• [Goal of the exercise]: Within the entries below, find every line that has the string "load", then copy it.

============

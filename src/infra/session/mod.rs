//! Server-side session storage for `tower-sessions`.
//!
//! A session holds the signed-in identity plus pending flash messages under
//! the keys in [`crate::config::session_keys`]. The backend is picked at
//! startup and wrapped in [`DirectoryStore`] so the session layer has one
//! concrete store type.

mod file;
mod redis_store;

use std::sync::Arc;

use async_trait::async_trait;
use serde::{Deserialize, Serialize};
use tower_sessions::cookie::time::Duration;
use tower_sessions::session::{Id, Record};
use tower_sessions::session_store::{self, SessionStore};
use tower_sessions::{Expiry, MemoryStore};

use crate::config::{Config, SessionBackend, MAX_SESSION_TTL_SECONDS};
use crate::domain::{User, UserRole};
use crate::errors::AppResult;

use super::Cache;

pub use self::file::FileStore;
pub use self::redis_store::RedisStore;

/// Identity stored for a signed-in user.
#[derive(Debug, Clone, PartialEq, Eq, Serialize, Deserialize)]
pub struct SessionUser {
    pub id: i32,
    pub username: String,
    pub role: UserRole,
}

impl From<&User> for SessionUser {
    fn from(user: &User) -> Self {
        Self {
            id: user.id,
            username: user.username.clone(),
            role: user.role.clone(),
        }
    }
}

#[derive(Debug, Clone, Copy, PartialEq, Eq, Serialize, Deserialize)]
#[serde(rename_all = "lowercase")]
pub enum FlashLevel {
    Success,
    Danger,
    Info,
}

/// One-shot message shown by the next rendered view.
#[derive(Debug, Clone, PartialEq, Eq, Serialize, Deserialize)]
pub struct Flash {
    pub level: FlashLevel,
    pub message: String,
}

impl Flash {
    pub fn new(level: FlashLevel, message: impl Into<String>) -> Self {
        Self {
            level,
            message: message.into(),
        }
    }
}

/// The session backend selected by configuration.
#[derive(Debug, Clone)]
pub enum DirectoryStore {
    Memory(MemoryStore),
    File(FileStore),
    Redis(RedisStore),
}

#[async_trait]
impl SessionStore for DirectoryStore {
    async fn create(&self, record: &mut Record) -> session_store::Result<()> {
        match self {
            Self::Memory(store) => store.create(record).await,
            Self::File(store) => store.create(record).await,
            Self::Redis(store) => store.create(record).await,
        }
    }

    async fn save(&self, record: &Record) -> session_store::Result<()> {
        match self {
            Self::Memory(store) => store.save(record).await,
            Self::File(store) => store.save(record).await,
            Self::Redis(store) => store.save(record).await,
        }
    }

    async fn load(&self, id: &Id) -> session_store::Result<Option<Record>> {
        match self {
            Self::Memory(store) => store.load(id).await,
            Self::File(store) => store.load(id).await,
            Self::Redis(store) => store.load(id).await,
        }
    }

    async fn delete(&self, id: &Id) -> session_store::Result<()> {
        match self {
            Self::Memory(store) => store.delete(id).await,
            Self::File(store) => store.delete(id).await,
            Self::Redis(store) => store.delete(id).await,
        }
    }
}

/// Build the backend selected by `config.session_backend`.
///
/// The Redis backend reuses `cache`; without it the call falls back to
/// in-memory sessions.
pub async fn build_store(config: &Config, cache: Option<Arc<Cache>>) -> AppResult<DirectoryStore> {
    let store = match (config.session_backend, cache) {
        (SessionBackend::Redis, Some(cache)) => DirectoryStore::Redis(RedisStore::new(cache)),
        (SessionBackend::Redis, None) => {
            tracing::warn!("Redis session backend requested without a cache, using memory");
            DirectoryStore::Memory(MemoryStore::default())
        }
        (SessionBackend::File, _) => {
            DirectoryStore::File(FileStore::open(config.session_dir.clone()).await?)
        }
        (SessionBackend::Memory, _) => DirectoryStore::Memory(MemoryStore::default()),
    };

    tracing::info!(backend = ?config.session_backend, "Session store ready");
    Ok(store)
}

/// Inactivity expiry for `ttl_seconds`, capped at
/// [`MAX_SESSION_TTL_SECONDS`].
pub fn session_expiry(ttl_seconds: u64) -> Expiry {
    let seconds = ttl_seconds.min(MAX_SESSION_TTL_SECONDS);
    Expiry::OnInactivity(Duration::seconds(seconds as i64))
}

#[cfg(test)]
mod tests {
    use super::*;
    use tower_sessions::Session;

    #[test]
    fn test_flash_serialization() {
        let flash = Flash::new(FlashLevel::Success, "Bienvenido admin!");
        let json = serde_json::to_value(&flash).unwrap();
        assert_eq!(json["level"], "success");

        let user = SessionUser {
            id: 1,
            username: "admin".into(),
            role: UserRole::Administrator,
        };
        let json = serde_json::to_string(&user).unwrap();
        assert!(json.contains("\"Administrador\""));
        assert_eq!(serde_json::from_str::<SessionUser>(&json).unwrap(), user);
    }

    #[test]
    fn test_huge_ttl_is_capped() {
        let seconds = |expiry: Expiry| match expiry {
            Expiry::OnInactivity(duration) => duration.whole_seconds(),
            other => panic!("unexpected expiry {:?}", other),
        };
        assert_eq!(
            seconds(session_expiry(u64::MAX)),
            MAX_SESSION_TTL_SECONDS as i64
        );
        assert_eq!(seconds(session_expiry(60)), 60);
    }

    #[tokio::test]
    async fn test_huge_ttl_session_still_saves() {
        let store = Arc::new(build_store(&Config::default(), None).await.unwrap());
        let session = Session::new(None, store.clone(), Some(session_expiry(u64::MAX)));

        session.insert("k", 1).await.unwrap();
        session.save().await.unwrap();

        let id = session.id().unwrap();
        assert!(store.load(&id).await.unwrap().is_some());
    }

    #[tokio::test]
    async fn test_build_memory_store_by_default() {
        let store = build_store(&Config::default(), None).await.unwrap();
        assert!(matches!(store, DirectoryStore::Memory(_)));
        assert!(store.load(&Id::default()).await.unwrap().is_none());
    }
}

============

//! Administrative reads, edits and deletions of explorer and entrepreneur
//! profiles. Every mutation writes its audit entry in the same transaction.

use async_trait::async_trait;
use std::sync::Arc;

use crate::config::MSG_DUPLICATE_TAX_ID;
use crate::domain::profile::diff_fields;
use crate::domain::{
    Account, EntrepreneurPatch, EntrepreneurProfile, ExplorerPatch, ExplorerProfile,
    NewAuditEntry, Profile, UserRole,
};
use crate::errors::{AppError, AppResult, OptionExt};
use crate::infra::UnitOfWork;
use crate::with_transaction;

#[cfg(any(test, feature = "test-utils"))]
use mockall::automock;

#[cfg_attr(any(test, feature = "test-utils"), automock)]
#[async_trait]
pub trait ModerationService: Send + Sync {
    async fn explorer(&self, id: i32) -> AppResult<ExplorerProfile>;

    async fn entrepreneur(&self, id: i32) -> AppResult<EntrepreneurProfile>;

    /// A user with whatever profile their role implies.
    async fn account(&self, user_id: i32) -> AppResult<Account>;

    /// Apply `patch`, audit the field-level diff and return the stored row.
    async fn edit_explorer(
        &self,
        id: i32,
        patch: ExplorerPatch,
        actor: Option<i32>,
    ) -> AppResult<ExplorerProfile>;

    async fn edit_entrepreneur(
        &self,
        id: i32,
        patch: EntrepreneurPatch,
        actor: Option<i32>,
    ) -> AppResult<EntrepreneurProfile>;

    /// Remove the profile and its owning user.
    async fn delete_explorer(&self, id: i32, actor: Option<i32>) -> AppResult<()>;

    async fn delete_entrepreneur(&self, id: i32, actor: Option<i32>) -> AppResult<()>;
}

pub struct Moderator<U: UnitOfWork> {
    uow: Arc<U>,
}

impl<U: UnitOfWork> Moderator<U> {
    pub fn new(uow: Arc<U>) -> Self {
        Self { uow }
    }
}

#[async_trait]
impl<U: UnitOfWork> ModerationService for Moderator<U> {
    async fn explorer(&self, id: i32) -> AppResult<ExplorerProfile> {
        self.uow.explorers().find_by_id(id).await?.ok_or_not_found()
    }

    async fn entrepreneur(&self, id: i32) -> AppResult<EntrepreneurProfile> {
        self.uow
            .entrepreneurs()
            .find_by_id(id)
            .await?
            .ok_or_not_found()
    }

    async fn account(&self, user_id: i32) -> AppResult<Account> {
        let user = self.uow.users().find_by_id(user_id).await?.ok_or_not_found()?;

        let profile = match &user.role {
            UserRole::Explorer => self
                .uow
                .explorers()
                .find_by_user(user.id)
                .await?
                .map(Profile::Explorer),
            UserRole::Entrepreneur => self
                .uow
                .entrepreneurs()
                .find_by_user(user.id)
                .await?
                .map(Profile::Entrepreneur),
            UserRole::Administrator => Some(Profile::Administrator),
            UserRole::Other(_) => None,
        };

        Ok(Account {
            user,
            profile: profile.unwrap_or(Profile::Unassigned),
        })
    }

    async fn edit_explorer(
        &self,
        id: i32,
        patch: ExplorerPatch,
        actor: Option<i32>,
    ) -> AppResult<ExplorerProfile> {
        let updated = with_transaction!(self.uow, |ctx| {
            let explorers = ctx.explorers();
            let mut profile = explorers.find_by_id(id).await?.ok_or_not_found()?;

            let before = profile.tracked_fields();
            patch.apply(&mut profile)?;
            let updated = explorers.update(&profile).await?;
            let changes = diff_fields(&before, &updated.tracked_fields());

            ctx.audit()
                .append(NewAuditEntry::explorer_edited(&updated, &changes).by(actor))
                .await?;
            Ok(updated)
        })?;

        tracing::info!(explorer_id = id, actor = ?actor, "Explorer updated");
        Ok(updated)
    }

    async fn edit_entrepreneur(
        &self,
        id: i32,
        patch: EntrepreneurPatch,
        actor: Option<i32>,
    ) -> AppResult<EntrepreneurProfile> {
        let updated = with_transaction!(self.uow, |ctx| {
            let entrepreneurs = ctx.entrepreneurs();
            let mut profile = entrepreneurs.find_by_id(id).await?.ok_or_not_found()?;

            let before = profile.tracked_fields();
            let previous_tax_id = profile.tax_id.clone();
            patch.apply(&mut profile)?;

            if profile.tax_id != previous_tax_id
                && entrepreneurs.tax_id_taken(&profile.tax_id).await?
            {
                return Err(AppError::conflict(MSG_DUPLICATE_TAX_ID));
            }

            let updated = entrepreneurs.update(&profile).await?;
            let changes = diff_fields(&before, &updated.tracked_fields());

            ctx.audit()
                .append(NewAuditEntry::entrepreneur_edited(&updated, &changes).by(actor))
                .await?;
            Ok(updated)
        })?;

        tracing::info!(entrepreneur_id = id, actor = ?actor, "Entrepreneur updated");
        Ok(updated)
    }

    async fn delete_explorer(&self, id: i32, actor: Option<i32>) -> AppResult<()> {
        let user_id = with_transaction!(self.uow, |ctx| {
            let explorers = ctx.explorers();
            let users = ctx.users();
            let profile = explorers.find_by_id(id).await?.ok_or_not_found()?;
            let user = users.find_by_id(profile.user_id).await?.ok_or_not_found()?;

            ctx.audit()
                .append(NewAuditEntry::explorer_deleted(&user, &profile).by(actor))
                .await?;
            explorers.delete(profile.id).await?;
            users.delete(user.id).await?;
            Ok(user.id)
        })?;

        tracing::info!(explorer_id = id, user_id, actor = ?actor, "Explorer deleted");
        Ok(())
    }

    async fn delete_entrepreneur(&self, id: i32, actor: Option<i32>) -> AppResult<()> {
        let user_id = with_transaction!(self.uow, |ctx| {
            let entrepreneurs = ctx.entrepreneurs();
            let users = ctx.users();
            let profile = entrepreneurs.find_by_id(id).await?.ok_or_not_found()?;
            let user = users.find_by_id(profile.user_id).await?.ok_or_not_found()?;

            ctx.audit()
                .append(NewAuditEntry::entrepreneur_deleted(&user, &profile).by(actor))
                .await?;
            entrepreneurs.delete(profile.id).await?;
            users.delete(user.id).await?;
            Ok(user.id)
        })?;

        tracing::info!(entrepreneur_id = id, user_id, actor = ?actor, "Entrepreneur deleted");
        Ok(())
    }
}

============

• [Result for this exercise]:
    async fn load(&self, id: &Id) -> session_store::Result<Option<Record>> {
            Self::Memory(store) => store.load(id).await,
            Self::File(store) => store.load(id).await,
            Self::Redis(store) => store.load(id).await,
        assert!(store.load(&id).await.unwrap().is_some());
        assert!(store.load(&Id::default()).await.unwrap().is_none());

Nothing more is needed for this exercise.